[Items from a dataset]
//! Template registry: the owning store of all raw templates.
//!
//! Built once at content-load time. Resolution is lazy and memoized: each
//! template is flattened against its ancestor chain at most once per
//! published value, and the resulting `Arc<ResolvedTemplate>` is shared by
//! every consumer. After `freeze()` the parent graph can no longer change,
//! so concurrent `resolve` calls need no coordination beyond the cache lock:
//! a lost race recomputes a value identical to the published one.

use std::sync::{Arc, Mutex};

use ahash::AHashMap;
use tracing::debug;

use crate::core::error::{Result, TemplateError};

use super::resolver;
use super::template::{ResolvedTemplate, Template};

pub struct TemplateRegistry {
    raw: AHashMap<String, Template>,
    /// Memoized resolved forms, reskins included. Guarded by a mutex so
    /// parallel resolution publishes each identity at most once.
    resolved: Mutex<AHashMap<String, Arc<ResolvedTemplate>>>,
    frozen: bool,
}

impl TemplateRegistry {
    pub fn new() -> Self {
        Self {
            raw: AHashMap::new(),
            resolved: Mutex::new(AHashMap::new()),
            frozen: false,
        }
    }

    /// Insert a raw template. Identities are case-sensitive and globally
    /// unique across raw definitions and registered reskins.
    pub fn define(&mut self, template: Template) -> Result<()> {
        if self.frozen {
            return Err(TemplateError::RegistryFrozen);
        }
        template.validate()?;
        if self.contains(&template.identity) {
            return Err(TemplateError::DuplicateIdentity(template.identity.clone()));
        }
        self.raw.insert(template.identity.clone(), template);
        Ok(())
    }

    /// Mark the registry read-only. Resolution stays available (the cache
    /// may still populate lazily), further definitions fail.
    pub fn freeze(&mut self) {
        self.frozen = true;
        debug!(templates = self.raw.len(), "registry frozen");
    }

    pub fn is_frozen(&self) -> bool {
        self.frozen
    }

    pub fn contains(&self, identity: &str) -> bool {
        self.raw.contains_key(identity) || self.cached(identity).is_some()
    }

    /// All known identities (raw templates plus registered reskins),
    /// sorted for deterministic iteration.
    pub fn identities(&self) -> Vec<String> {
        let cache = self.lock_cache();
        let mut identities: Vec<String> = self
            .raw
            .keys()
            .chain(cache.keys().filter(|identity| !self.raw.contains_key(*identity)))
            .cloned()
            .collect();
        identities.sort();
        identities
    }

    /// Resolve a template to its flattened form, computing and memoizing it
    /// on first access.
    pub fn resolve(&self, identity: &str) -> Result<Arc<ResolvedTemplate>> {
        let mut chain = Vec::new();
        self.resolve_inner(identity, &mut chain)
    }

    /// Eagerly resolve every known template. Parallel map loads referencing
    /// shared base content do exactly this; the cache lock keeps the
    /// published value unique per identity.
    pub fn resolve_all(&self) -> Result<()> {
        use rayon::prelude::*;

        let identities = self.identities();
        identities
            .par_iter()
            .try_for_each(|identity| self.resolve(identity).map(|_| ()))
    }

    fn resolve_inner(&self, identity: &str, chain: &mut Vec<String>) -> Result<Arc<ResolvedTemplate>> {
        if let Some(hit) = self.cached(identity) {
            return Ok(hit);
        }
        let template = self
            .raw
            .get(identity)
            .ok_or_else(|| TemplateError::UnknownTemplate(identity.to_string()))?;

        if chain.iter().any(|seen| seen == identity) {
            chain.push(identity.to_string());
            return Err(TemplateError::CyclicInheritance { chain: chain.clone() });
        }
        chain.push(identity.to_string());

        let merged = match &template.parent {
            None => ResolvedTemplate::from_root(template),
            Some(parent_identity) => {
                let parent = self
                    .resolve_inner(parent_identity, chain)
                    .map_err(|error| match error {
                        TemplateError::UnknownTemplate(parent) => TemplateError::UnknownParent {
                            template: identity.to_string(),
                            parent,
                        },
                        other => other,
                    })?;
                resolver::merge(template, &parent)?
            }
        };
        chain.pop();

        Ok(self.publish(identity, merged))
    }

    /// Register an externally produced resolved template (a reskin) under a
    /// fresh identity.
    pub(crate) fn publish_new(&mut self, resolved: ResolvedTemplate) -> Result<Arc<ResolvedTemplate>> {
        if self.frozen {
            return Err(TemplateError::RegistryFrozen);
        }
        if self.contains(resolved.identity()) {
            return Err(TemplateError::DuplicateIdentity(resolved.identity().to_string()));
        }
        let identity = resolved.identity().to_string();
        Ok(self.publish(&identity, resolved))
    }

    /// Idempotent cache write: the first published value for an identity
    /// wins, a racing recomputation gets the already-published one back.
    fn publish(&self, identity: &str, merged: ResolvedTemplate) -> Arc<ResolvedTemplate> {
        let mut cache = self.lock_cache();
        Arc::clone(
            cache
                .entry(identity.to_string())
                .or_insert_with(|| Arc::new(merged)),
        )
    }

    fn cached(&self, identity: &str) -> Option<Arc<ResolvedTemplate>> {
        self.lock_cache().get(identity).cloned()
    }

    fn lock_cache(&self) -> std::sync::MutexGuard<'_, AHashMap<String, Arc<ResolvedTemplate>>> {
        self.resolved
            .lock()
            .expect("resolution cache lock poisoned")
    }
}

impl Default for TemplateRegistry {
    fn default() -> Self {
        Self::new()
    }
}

---

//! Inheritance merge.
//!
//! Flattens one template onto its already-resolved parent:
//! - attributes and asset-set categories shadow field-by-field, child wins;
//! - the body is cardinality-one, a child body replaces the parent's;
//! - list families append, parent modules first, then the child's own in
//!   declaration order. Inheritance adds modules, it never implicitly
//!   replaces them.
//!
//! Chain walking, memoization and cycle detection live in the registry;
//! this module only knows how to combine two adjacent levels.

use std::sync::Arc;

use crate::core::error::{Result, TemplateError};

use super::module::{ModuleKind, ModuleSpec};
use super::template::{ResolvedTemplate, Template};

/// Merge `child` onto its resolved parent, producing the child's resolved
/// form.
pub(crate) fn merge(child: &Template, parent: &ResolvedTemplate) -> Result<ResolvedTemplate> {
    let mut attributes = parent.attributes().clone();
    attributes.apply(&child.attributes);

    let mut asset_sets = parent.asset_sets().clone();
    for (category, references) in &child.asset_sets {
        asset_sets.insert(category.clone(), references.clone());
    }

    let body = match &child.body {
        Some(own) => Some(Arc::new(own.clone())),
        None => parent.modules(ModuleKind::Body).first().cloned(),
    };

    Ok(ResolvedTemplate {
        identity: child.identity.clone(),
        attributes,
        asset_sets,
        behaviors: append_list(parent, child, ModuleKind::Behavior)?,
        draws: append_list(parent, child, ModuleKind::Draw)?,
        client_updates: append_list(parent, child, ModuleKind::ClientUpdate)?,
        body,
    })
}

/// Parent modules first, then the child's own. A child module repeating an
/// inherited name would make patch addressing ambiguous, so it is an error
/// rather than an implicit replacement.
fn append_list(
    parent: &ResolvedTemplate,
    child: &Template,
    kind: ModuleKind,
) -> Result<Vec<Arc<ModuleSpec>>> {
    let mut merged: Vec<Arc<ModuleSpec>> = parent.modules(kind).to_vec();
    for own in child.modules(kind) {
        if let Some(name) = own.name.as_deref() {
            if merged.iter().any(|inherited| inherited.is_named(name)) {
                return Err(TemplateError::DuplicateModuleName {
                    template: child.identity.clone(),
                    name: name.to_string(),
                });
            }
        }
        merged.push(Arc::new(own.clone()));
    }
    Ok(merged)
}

--

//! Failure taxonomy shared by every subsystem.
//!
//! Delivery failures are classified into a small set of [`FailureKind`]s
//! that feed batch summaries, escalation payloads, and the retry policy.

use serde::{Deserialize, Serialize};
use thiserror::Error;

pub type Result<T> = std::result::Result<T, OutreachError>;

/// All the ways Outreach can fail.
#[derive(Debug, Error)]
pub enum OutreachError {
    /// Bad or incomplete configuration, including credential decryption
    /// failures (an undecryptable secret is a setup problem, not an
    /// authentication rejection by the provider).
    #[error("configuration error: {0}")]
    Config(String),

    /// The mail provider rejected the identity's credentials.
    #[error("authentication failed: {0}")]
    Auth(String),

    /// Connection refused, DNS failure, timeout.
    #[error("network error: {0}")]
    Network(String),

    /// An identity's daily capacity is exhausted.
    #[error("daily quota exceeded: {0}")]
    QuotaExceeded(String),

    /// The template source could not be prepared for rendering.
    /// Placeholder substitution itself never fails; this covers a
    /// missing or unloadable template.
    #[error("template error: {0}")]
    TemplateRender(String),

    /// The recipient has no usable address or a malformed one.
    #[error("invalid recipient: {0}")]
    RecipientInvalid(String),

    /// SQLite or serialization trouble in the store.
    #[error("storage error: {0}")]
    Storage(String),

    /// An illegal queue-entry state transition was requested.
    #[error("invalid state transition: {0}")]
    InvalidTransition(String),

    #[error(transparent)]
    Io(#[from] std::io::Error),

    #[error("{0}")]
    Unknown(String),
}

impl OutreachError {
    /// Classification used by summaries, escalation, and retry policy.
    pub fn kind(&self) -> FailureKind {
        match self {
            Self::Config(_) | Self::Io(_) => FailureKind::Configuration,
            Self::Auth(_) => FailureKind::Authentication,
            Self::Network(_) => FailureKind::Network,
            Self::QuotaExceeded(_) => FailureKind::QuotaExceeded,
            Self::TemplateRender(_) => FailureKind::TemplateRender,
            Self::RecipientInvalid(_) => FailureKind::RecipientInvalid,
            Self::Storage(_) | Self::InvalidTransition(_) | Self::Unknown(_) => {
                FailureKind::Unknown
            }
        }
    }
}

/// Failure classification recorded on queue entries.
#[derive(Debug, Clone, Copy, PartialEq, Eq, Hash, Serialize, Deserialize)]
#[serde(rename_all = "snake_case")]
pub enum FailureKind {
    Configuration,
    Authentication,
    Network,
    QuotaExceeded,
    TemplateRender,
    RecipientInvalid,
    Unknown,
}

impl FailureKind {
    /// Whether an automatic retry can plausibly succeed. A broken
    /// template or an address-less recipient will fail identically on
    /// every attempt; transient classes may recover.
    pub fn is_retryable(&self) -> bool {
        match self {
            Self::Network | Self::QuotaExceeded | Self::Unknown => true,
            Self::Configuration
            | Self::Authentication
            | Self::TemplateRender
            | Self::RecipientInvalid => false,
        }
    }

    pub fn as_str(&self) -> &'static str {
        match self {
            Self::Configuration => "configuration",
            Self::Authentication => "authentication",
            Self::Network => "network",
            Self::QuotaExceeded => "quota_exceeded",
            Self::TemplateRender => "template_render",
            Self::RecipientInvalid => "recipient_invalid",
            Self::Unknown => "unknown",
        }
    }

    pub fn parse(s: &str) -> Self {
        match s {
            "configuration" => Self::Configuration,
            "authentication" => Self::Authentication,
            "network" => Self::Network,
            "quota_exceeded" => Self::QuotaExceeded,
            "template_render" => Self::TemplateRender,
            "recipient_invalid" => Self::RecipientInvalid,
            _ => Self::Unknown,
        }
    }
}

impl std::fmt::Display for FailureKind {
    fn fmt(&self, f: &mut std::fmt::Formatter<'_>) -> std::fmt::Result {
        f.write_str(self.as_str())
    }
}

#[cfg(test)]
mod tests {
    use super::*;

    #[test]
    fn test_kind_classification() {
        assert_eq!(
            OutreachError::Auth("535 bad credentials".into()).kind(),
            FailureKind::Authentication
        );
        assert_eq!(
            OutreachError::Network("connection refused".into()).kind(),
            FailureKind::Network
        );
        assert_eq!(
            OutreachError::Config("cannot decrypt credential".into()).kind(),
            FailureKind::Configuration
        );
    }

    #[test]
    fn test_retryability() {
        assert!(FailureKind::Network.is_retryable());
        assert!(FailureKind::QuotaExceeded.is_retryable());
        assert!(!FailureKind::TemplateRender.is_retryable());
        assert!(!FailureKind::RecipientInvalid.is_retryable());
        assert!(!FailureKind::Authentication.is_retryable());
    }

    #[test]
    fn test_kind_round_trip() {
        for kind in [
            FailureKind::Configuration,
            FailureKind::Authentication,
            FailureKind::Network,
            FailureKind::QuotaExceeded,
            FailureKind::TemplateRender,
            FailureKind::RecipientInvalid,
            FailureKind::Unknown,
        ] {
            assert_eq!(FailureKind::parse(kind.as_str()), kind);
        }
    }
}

TASK PROMPT
Scan the data above for the string "match". Copy every line in which it appears.

EXERCISE OUTPUT
        let merged = match &template.parent {
                    .map_err(|error| match error {
    let body = match &child.body {
        match self {
        match self {
        match self {
        match s {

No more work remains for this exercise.